To assess the efficacy of Toxfin and Novasil as aflatoxin-binding agents in broilers exposed to aflatoxin B₁ (AFB₁) from 11 to 30 days, 288 mixed-sex Ross 308 broiler chickens were randomly allocated to four dietary groups: control feed, control feed + 0.25 mg/kg AFB₁, AFB₁ feed + 0.3% Toxfin, and AFB₁ feed + 0.3% Novasil. The evaluation encompassed growth performance for the grower (11-20 days), finisher (21-30 days), and overall (11-30 days) phases, carcass characteristics, serum biochemical components, liver function enzymes, hepatic antioxidant capacity, AFB₁ residue in the liver and kidney, and ileal morphology at 30 days, and apparent nutrient digestibility during 29-30 days. Exposure to AFB₁ significantly resulted in reduced growth efficiency, lowered carcass yields, liver hypertrophy, impaired metabolic and hepatic functions, liver oxidative stress, disrupted ileum architecture, diminished nutrient digestibility, and accumulated AFB₁ in the liver and kidney.

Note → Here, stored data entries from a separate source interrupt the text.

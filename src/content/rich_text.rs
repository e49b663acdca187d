//! Rich text documents as the content repository sends them.
//!
//! Every node carries a `nodeType` and we only know about a fixed set
//! of them. Unknown node types are kept as [`Node::Unknown`] so that a
//! new block type in the editor doesn't make whole posts unreadable.
use serde::{Deserialize, Serialize};
use serde_json::Value;

#[derive(Debug, Clone, PartialEq, Serialize, Deserialize)]
pub struct Mark {
  #[serde(rename = "type")]
  pub mark_type: String
}

#[derive(Debug, Clone, PartialEq, Serialize, Deserialize)]
#[serde(tag = "nodeType", rename_all = "kebab-case")]
pub enum Node {
  Document { #[serde(default)] content: Vec<Node> },
  Paragraph { #[serde(default)] content: Vec<Node> },
  #[serde(rename = "heading-1")]
  Heading1 { #[serde(default)] content: Vec<Node> },
  #[serde(rename = "heading-2")]
  Heading2 { #[serde(default)] content: Vec<Node> },
  #[serde(rename = "heading-3")]
  Heading3 { #[serde(default)] content: Vec<Node> },
  #[serde(rename = "heading-4")]
  Heading4 { #[serde(default)] content: Vec<Node> },
  #[serde(rename = "heading-5")]
  Heading5 { #[serde(default)] content: Vec<Node> },
  #[serde(rename = "heading-6")]
  Heading6 { #[serde(default)] content: Vec<Node> },
  Blockquote { #[serde(default)] content: Vec<Node> },
  Hr {},
  UnorderedList { #[serde(default)] content: Vec<Node> },
  OrderedList { #[serde(default)] content: Vec<Node> },
  ListItem { #[serde(default)] content: Vec<Node> },
  Table { #[serde(default)] content: Vec<Node> },
  TableRow { #[serde(default)] content: Vec<Node> },
  TableCell { #[serde(default)] content: Vec<Node> },
  TableHeaderCell { #[serde(default)] content: Vec<Node> },
  EmbeddedEntryBlock { #[serde(default)] data: Value },
  EmbeddedAssetBlock { #[serde(default)] data: Value },
  Hyperlink {
    #[serde(default)] data: Value,
    #[serde(default)] content: Vec<Node>
  },
  EntryHyperlink {
    #[serde(default)] data: Value,
    #[serde(default)] content: Vec<Node>
  },
  AssetHyperlink {
    #[serde(default)] data: Value,
    #[serde(default)] content: Vec<Node>
  },
  EmbeddedEntryInline { #[serde(default)] data: Value },
  Text {
    value: String,
    #[serde(default)] marks: Vec<Mark>
  },
  #[serde(other)]
  Unknown
}

impl Default for Node {
  fn default() -> Self {
    Node::Document { content: Vec::new() }
  }
}

impl Node {

  pub fn children(&self) -> &[Node] {
    match self {
      Node::Document { content }
      | Node::Paragraph { content }
      | Node::Heading1 { content }
      | Node::Heading2 { content }
      | Node::Heading3 { content }
      | Node::Heading4 { content }
      | Node::Heading5 { content }
      | Node::Heading6 { content }
      | Node::Blockquote { content }
      | Node::UnorderedList { content }
      | Node::OrderedList { content }
      | Node::ListItem { content }
      | Node::Table { content }
      | Node::TableRow { content }
      | Node::TableCell { content }
      | Node::TableHeaderCell { content }
      | Node::Hyperlink { content, .. }
      | Node::EntryHyperlink { content, .. }
      | Node::AssetHyperlink { content, .. } => content,
      _ => &[]
    }
  }

  pub fn is_block(&self) -> bool {
    !matches!(
      self,
      Node::Text { .. }
      | Node::Hyperlink { .. }
      | Node::EntryHyperlink { .. }
      | Node::AssetHyperlink { .. }
      | Node::EmbeddedEntryInline { .. }
      | Node::Unknown
    )
  }

  /**
   * Flattens the tree to its text. Siblings are glued together as
   * they are, except that a space goes in front of every block node
   * that follows something, so that two paragraphs don't end up
   * welded into one word.
   */
  pub fn to_plain_text(&self) -> String {
    if let Node::Text { value, .. } = self {
      return value.clone();
    }
    let children = self.children();
    let mut text = String::new();
    for (i, node) in children.iter().enumerate() {
      let node_text = node.to_plain_text();
      // Empty text runs still count, empty blocks and inlines don't.
      if node_text.is_empty() && !matches!(node, Node::Text { .. }) {
        continue;
      }
      text.push_str(&node_text);
      if children.get(i + 1).map_or(false, Node::is_block) {
        text.push(' ');
      }
    }
    text
  }

}

#[cfg(test)]
mod tests {
  use super::*;

  fn text(value: &str) -> Node {
    Node::Text { value: value.to_string(), marks: Vec::new() }
  }

  #[test]
  fn deserializes_contentful_document() {
    let json = r#"{
      "nodeType": "document",
      "data": {},
      "content": [
        {
          "nodeType": "heading-2",
          "data": {},
          "content": [{ "nodeType": "text", "value": "Title", "marks": [], "data": {} }]
        },
        {
          "nodeType": "paragraph",
          "data": {},
          "content": [
            { "nodeType": "text", "value": "Hello ", "marks": [{ "type": "bold" }], "data": {} },
            {
              "nodeType": "hyperlink",
              "data": { "uri": "https://example.com" },
              "content": [{ "nodeType": "text", "value": "world", "marks": [], "data": {} }]
            }
          ]
        }
      ]
    }"#;
    let document: Node = serde_json::from_str(json).unwrap();
    assert_eq!(2, document.children().len());
    assert_eq!("Title Hello world", document.to_plain_text());
  }

  #[test]
  fn unknown_node_types_do_not_break_parsing() {
    let json = r#"{
      "nodeType": "document",
      "content": [
        { "nodeType": "some-future-block", "content": [] },
        { "nodeType": "paragraph", "content": [{ "nodeType": "text", "value": "still here" }] }
      ]
    }"#;
    let document: Node = serde_json::from_str(json).unwrap();
    assert_eq!(Node::Unknown, document.children()[0]);
    assert_eq!("still here", document.to_plain_text());
  }

  #[test]
  fn block_divisor_only_before_blocks() {
    let document = Node::Document {
      content: vec![
        Node::Paragraph { content: vec![text("one"), text("two")] },
        Node::Paragraph { content: vec![text("three")] },
        Node::Hr {},
        Node::UnorderedList {
          content: vec![
            Node::ListItem { content: vec![Node::Paragraph { content: vec![text("a")] }] },
            Node::ListItem { content: vec![Node::Paragraph { content: vec![text("b")] }] }
          ]
        }
      ]
    };
    // The hr has no text of its own but still counts as the block
    // following "three".
    assert_eq!("onetwo three a b", document.to_plain_text());
  }

  #[test]
  fn empty_text_run_before_a_block_still_gets_a_space() {
    let item = Node::ListItem {
      content: vec![
        text(""),
        Node::Paragraph { content: vec![text("x")] }
      ]
    };
    assert_eq!(" x", item.to_plain_text());
    let empty_block_first = Node::ListItem {
      content: vec![
        Node::Paragraph { content: Vec::new() },
        Node::Paragraph { content: vec![text("x")] }
      ]
    };
    assert_eq!("x", empty_block_first.to_plain_text());
  }

  #[test]
  fn empty_document_is_empty_text() {
    assert_eq!("", Node::default().to_plain_text());
  }
}
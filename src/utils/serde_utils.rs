// Query strings coming from HTML forms carry empty strings for
// fields that weren't filled. These should be None.
// I tried the deserialize_with way at some point but plain old
// functions on the DTO side are easier to follow.
pub fn empty_string_to_none(value: Option<String>) -> Option<String> {
  match value {
    Some(s) => if s.trim().is_empty()
      { None } else { Some(s) },
    None => None
  }
}

// To be used with:
// #[serde(with = "serde_utils::iso_millis")]
// Default chrono serialization outputs nanoseconds, which doesn't
// look like what the comments file used to contain.
pub mod iso_millis {
  use chrono::{DateTime, Utc};
  use serde::{de::Error, Deserialize, Deserializer, Serializer};
  use crate::utils::time_utils;

  pub fn serialize<S>(date: &DateTime<Utc>, serializer: S) -> Result<S::Ok, S::Error>
  where
    S: Serializer,
  {
    serializer.serialize_str(&time_utils::to_iso_string(date))
  }

  pub fn deserialize<'de, D>(deserializer: D) -> Result<DateTime<Utc>, D::Error>
  where
    D: Deserializer<'de>,
  {
    let s = String::deserialize(deserializer)?;
    time_utils::parse_date(&s)
      .ok_or_else(|| D::Error::custom(format!("invalid date: {}", s)))
  }
}

// Same thing for dates that might not be there, which
// serialize as null:
// #[serde(default, with = "serde_utils::iso_millis_option")]
pub mod iso_millis_option {
  use chrono::{DateTime, Utc};
  use serde::{de::Error, Deserialize, Deserializer, Serializer};
  use crate::utils::time_utils;

  pub fn serialize<S>(date: &Option<DateTime<Utc>>, serializer: S) -> Result<S::Ok, S::Error>
  where
    S: Serializer,
  {
    match date {
      Some(date) => serializer.serialize_some(&time_utils::to_iso_string(date)),
      None => serializer.serialize_none()
    }
  }

  pub fn deserialize<'de, D>(deserializer: D) -> Result<Option<DateTime<Utc>>, D::Error>
  where
    D: Deserializer<'de>,
  {
    match Option::<String>::deserialize(deserializer)? {
      Some(s) => time_utils::parse_date(&s)
        .map(Some)
        .ok_or_else(|| D::Error::custom(format!("invalid date: {}", s))),
      None => Ok(None)
    }
  }
}
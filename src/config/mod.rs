// Adding the context method to errors:
use eyre::{WrapErr, eyre};
use color_eyre::Result;
use serde::Deserialize;
use std::path::PathBuf;

#[derive(Debug, Deserialize)]
pub struct Config {
  pub bind_address: String,
  pub comments_path: String,
  // Shared secret every API call has to present, and the
  // header it has to be in:
  pub api_key: String,
  pub api_key_header: String,
  pub posts_per_page: usize,
  // Origin of the front end, for CORS:
  pub allowed_origin: String,
  // When set, posts are read from this JSON file instead
  // of Contentful. Mostly for local development.
  #[serde(default)]
  pub posts_path: Option<String>,
  #[serde(default)]
  pub contentful_space_id: Option<String>,
  #[serde(default)]
  pub contentful_access_token: Option<String>,
  pub contentful_environment: String,
  pub contentful_content_type: String,
  pub contentful_api_url: String
}

// Everything the Contentful client needs and nothing else,
// same idea as not moving the whole config around the app
// because of the secrets in there.
#[derive(Debug, Clone)]
pub struct ContentfulSettings {
  pub api_url: String,
  pub space_id: String,
  pub environment: String,
  pub access_token: String,
  pub content_type: String
}

#[derive(Debug, Clone)]
pub enum ContentSource {
  Contentful(ContentfulSettings),
  File(PathBuf)
}

impl Config {

  pub fn from_env() -> Result<Config> {
    // RUST_LOG is already set in main.rs if it
    // was absent.
    // You have to use lowercase when compared to
    // what's in the .env file.
    let c = config::Config::builder()
      .set_default("bind_address", "127.0.0.1:8080")?
      .set_default("comments_path", "./data/comments.json")?
      .set_default("api_key_header", "x-api-key")?
      .set_default("posts_per_page", 3)?
      .set_default("allowed_origin", "http://localhost:3000")?
      .set_default("contentful_environment", "master")?
      .set_default("contentful_content_type", "blogPage")?
      .set_default("contentful_api_url", "https://cdn.contentful.com")?
      .add_source(config::Environment::default())
      .build()
      .context("Loading configuration from env")?;
    // The error has to be given a context for
    // color_eyre to work here:
    let config: Config = c.try_deserialize()
      .context("Deserializing configuration")?;
    config.validate()?;
    Ok(config)
  }

  pub fn validate(&self) -> Result<()> {
    // An empty secret would mean "no header" is a valid
    // credential for anyone who sends an empty header.
    if self.api_key.trim().is_empty() {
      return Err(eyre!("API_KEY cannot be empty"));
    }
    if self.api_key_header.trim().is_empty() {
      return Err(eyre!("API_KEY_HEADER cannot be empty"));
    }
    if self.posts_per_page == 0 {
      return Err(eyre!("POSTS_PER_PAGE has to be at least 1"));
    }
    self.content_source().map(|_| ())
  }

  pub fn content_source(&self) -> Result<ContentSource> {
    if let Some(path) = &self.posts_path {
      return Ok(ContentSource::File(PathBuf::from(path)));
    }
    match (&self.contentful_space_id, &self.contentful_access_token) {
      (Some(space_id), Some(access_token)) => Ok(ContentSource::Contentful(
        ContentfulSettings {
          api_url: self.contentful_api_url.clone(),
          space_id: space_id.clone(),
          environment: self.contentful_environment.clone(),
          access_token: access_token.clone(),
          content_type: self.contentful_content_type.clone()
        }
      )),
      _ => Err(eyre!(
        "Either POSTS_PATH or both CONTENTFUL_SPACE_ID and \
        CONTENTFUL_ACCESS_TOKEN have to be set"
      ))
    }
  }

}
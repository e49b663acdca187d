use chrono::{DateTime, Utc};
use serde::{Deserialize, Serialize};
use crate::utils::serde_utils;

// The persisted format and the API format are the same thing, the
// front end has always read the comments file shape directly.
#[derive(Debug, Clone, PartialEq, Serialize, Deserialize)]
#[serde(rename_all = "camelCase")]
pub struct Comment {
  pub id: i64,
  pub post_slug: String,
  pub author: String,
  pub content: String,
  #[serde(with = "serde_utils::iso_millis")]
  pub date: DateTime<Utc>
}

// What we need to create a comment. The store decides
// about the id and the date.
#[derive(Debug, Clone)]
pub struct NewComment {
  pub post_slug: String,
  pub author: String,
  pub content: String
}
//! kb-agent - Knowledge Base Agent
//!
//! A thin agent that fronts a remote knowledge base deployment: it validates
//! typed store/query/clear requests, wraps them in signed call envelopes,
//! forwards them to the knowledge base node, and normalizes every outcome
//! into a single result shape.
//!
//! # Architecture
//!
//! - **Schemas**: typed inbound envelope and operation payloads
//! - **Dispatcher**: [`KnowledgeBaseAgent`] - validate, sign, invoke, reshape
//! - **Facade**: [`KbClient`] - HTTP binding to one node
//! - **Entry point**: [`run`] - routes a raw request and never leaks a fault
//!
//! The agent owns no storage, embedding, or ranking logic; those belong to
//! the node it calls.

pub mod agent;
pub mod cli;
pub mod config;
pub mod error;
pub mod kb;
pub mod schemas;
pub mod signing;

pub use agent::{run, run_with_backend, run_with_config, KnowledgeBaseAgent, Operation};
pub use config::Config;
pub use error::{AgentError, Result};
pub use kb::{KbBackend, KbClient, KbRunInput, KbRunOutput};
pub use schemas::{
    AgentRunInput, KbDeployment, KnowledgeItem, QueryPayload, ResultStatus, StorePayload,
    UniformResult,
};
pub use signing::ConsumerCredential;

Conversely, supplementation of Toxfin or Novasil significantly augmented body weight gain (BWG) and reduced feed conversion ratio (FCR) during the finisher and overall phases, elevated BWG in the grower phase, heightened levels of glucose, hepatic protein, and glutathione peroxidase, declined malondialdehyde content, improved apparent metabolizable energy, and lowered AFB₁ residues in the liver and kidney. Furthermore, Toxfin inclusion significantly reduced FCR during the grower phase, enhanced European production efficiency factor during the grower and overall phases, augmented dressing percentage, declined proportional liver weight, elevated concentrations of total protein, albumin, and total antioxidant capacity, heightened villus surface area, and boosted crude protein digestibility. To conclude, incorporating 0.3% Toxfin into broilers' feeds confers a more effectual safeguard than Novasil against the deleterious consequences of AFB₁ exposure.